Earlier this week--perhaps moments after vowing to have a simple holiday this year--I decided that we should unwrap our Christmas jammies. We typically wait and do that on Christmas Eve, but the idea of having cozy new jammies for the whole month of December was positively singing to me from under the tree. The Kid and I swung through the store on the way home for chocolate chips to make hot cocoa, and I also rounded up a few new Christmas books that I'd set aside as a surprise.
But then, the hitch. Every year I torture Sweet Husband with the duty of buying my Christmas p.j.s. I'm ridiculously silly when it comes wanting to be surprised. Buying my own presents seem like a such a sad, drab thing, but sometimes sending him out to do it feels like a cruel game of Magic 8 ball.

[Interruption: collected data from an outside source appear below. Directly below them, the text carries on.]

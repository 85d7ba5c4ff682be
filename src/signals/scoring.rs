//! Deviation scoring: maps a relative price deviation onto a discrete tier

use crate::models::score::DeviationTier;

/// Relative deviation of `last` from `mean`.
///
/// The caller guarantees `mean != 0.0`.
pub fn relative_deviation(last: f64, mean: f64) -> f64 {
    (last - mean) / mean
}

/// Score a relative deviation against a threshold expressed in percent.
///
/// `threshold_pct` must be strictly positive. The mapping is a step function:
///
/// | condition          | tier           |
/// |--------------------|----------------|
/// | `diff <= -t`       | `StrongBuy`    |
/// | `-t < diff < 0`    | `Buy`          |
/// | `diff == 0`        | `Neutral`      |
/// | `0 < diff < t`     | `Reduce`       |
/// | `diff >= t`        | `StrongReduce` |
///
/// where `t = threshold_pct / 100`.
pub fn score_deviation(diff: f64, threshold_pct: f64) -> DeviationTier {
    let t = threshold_pct / 100.0;
    if diff <= -t {
        DeviationTier::StrongBuy
    } else if diff < 0.0 {
        DeviationTier::Buy
    } else if diff == 0.0 {
        DeviationTier::Neutral
    } else if diff < t {
        DeviationTier::Reduce
    } else {
        DeviationTier::StrongReduce
    }
}

/// Score the deviation of `last` from `mean`, `None` when the mean is zero.
pub fn score_against_mean(
    last: f64,
    mean: f64,
    threshold_pct: f64,
) -> Option<(DeviationTier, f64)> {
    if mean == 0.0 {
        return None;
    }
    let diff = relative_deviation(last, mean);
    Some((score_deviation(diff, threshold_pct), diff))
}
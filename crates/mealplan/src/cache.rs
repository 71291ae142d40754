use mealplanner_shared::mealplan::{WeekKey, WeekPlan};
use std::collections::HashMap;

pub const DEFAULT_CACHE_CAPACITY: usize = 3;

/// Recently opened week plans, bounded and least-recently-used first out.
#[derive(Debug, Clone)]
pub struct WeekCache {
    capacity: usize,
    tick: u64,
    entries: HashMap<WeekKey, (u64, WeekPlan)>,
}

impl Default for WeekCache {
    fn default() -> Self {
        Self::new(DEFAULT_CACHE_CAPACITY)
    }
}

impl WeekCache {
    /// A capacity of 0 is raised to 1.
    pub fn new(capacity: usize) -> Self {
        Self {
            capacity: capacity.max(1),
            tick: 0,
            entries: HashMap::new(),
        }
    }

    pub fn capacity(&self) -> usize {
        self.capacity
    }

    pub fn len(&self) -> usize {
        self.entries.len()
    }

    pub fn is_empty(&self) -> bool {
        self.entries.is_empty()
    }

    pub fn contains(&self, week: &WeekKey) -> bool {
        self.entries.contains_key(week)
    }

    pub fn get(&mut self, week: &WeekKey) -> Option<&WeekPlan> {
        self.tick += 1;
        let tick = self.tick;
        let (used, plan) = self.entries.get_mut(week)?;
        *used = tick;

        Some(&*plan)
    }

    /// Stores the plan, evicting the least recently used week when full.
    pub fn insert(&mut self, plan: WeekPlan) {
        self.tick += 1;

        if !self.entries.contains_key(&plan.week) && self.entries.len() >= self.capacity {
            let oldest = self
                .entries
                .iter()
                .min_by_key(|(_, (used, _))| *used)
                .map(|(week, _)| *week);

            if let Some(oldest) = oldest {
                self.entries.remove(&oldest);
                tracing::debug!(week = %oldest, "week evicted from cache");
            }
        }

        self.entries.insert(plan.week, (self.tick, plan));
    }

    pub fn remove(&mut self, week: &WeekKey) -> Option<WeekPlan> {
        self.entries.remove(week).map(|(_, plan)| plan)
    }

    pub fn clear(&mut self) {
        self.entries.clear();
    }
}
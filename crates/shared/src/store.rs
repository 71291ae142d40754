//! Data-access contracts consumed by the planning and shopping commands.
//!
//! Persistence is owned by the caller; these traits only fetch and store
//! records by key. Writes replace whole fields, so concurrent writers resolve
//! as last-writer-wins.

use async_trait::async_trait;
use std::collections::{BTreeMap, HashMap};
use std::sync::Arc;
use tokio::sync::RwLock;

use crate::mealplan::{WeekKey, WeekPlan};
use crate::recipe::Recipe;
use crate::shopping::PermanentItem;

#[async_trait]
pub trait RecipeStore: Send + Sync {
    async fn get_recipe_by_id(&self, id: &str) -> anyhow::Result<Option<Recipe>>;
}

#[async_trait]
pub trait MealPlanStore: Send + Sync {
    async fn get_meal_plan_for_week(&self, week: WeekKey) -> anyhow::Result<Option<WeekPlan>>;

    async fn save_meal_plan(&self, plan: &WeekPlan) -> anyhow::Result<()>;
}

#[async_trait]
pub trait ShoppingStore: MealPlanStore {
    async fn set_checked_items(
        &self,
        plan_id: &str,
        checked: &BTreeMap<String, bool>,
    ) -> anyhow::Result<()>;

    async fn add_permanent_item(
        &self,
        plan_id: &str,
        item: &PermanentItem,
    ) -> anyhow::Result<()>;

    async fn delete_permanent_item(&self, plan_id: &str, id: &str) -> anyhow::Result<()>;
}

#[derive(Default)]
struct Records {
    recipes: HashMap<String, Recipe>,
    plans: HashMap<String, WeekPlan>,
}

/// Process-local store, handy for tests and previews.
#[derive(Clone, Default)]
pub struct InMemoryStore {
    household_id: String,
    records: Arc<RwLock<Records>>,
}

impl InMemoryStore {
    pub fn new(household_id: impl Into<String>) -> Self {
        Self {
            household_id: household_id.into(),
            records: Arc::default(),
        }
    }

    pub async fn insert_recipe(&self, recipe: Recipe) {
        let mut records = self.records.write().await;
        records.recipes.insert(recipe.id.to_owned(), recipe);
    }

    pub async fn insert_plan(&self, plan: WeekPlan) {
        let mut records = self.records.write().await;
        records.plans.insert(plan.id.to_owned(), plan);
    }

    async fn update_plan(
        &self,
        plan_id: &str,
        f: impl FnOnce(&mut WeekPlan) + Send,
    ) -> anyhow::Result<()> {
        let mut records = self.records.write().await;
        let Some(plan) = records.plans.get_mut(plan_id) else {
            anyhow::bail!("meal plan {plan_id} not found");
        };

        f(plan);

        Ok(())
    }
}

#[async_trait]
impl RecipeStore for InMemoryStore {
    async fn get_recipe_by_id(&self, id: &str) -> anyhow::Result<Option<Recipe>> {
        Ok(self.records.read().await.recipes.get(id).cloned())
    }
}

#[async_trait]
impl MealPlanStore for InMemoryStore {
    async fn get_meal_plan_for_week(&self, week: WeekKey) -> anyhow::Result<Option<WeekPlan>> {
        let plan_id = week.plan_id(&self.household_id);

        Ok(self.records.read().await.plans.get(&plan_id).cloned())
    }

    async fn save_meal_plan(&self, plan: &WeekPlan) -> anyhow::Result<()> {
        self.insert_plan(plan.clone()).await;

        Ok(())
    }
}

#[async_trait]
impl ShoppingStore for InMemoryStore {
    async fn set_checked_items(
        &self,
        plan_id: &str,
        checked: &BTreeMap<String, bool>,
    ) -> anyhow::Result<()> {
        let checked = checked.clone();
        self.update_plan(plan_id, move |plan| plan.checked_items = checked)
            .await
    }

    async fn add_permanent_item(
        &self,
        plan_id: &str,
        item: &PermanentItem,
    ) -> anyhow::Result<()> {
        let item = item.clone();
        self.update_plan(plan_id, move |plan| plan.permanent_items.push(item))
            .await
    }

    async fn delete_permanent_item(&self, plan_id: &str, id: &str) -> anyhow::Result<()> {
        self.update_plan(plan_id, |plan| {
            plan.permanent_items.retain(|item| item.id != id)
        })
        .await
    }
}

On the pajama front, Sweet Husband usually guesses well, but this year his choice was...um, we'll say a bit matronly. I was let down, but I tried to hide it by heading to the kitchen to whisk up a pot of hot chocolate while the boys started reading the new books. Once the cocoa was ready, I put an ice cube in the Kid's to cool it, then took it to the table.
But apparently cocoa and books were too much distraction to be safely paired together. With one clumsy clatter, the Kid's hot cocoa spilled straight down the front of his new Christmas jammies. He screamed--mostly because he was sad about the spilled hot chocolate, not because it was too hot--as we peeled off his clothes and deposited them in the washer. He sobbed through a smaller cup of cocoa and a bath before finally crashing out with me in bed.
And that was the end of that.
The next day, I took an afternoon walk in the cold, reflecting on where I had gone wrong. It should have been simple. It should have been fun. But somehow, those warm holiday fuzzies just never showed up to the party.
As I walked, the freezing wind pulled my hair out of its loose braid, but the fresh air still felt good. Christmas carols flooded through my earbuds, and my boots clopped on the pavement in rhythm. Even though I didn't have a revelation, I went back to my office feeling refreshed, settled.
After dinner that night, the Kid brought me a stack of books. "Will you read these to me, mama?"
We began, as always lately, with The Polar Express and then continued with The Tomten, both books that I believe should be read in magical hushed whispers. The Kid snuggled up beside me to see the pages.
"Oh, there it is," I thought, as my chest brimmed with warmness and I began the familiar opening lines, "On a Christmas Eve, many years ago, I lay quietly in my bed...."
This morning we woke up to snow. Just a dust. The Kid giggled as he tasted bites of it off his mittens and tried to shovel it. He wanted to stay home and make a snowman. It only broke my heart a little to say that we didn't get quite enough snow for that. Just the fact that he suggested the idea tickled me. I know that we'll get more snow, and probably soon, so that's a wish I can easily fulfill.
Tonight, we had latkes for the last night of Hanukkah. It was not actually the last night of Hanukkah, nor are we Jewish (which is perhaps why I counted to eight from Thanksgiving Day and not the evening before), but that's certainly not reason enough to keep us from enjoying fried potato pancakes together.
Through it all, I keep thinking that one of these year's we'll get this Christmas thing perfectly right. By perfect, I don't mean Martha Stewart. I mean simple, meaningful, and with lots of chances to have that content "my cup runneth over" feeling.
And here's the revelation: I think that's my problem.
I've seen a lot of mamas blogging this week about having a simple Christmas this year. I love reading those posts and am so inspired by them. But even "simple"--and perhaps, even more so, it's best buddy "meaningful"--can become a standard of perfection almost as strong as "I won't be happy if I don't get everything on my list and bake 10,000 sugar cookies."
But the real moments I'm looking for aren't "perfect", by any standard. And, what's more, they rarely are something I could have planned or unplanned. They're almost always just surprise gifts--the wonderful kind that get tucked between the strange pasta cooker and the mommy-jammies.
So, I'll continue to muddle through--trying to make space, trying to make things special, winning some, losing some--but I hope, maybe, I'll do it with just a little more awareness of all of this.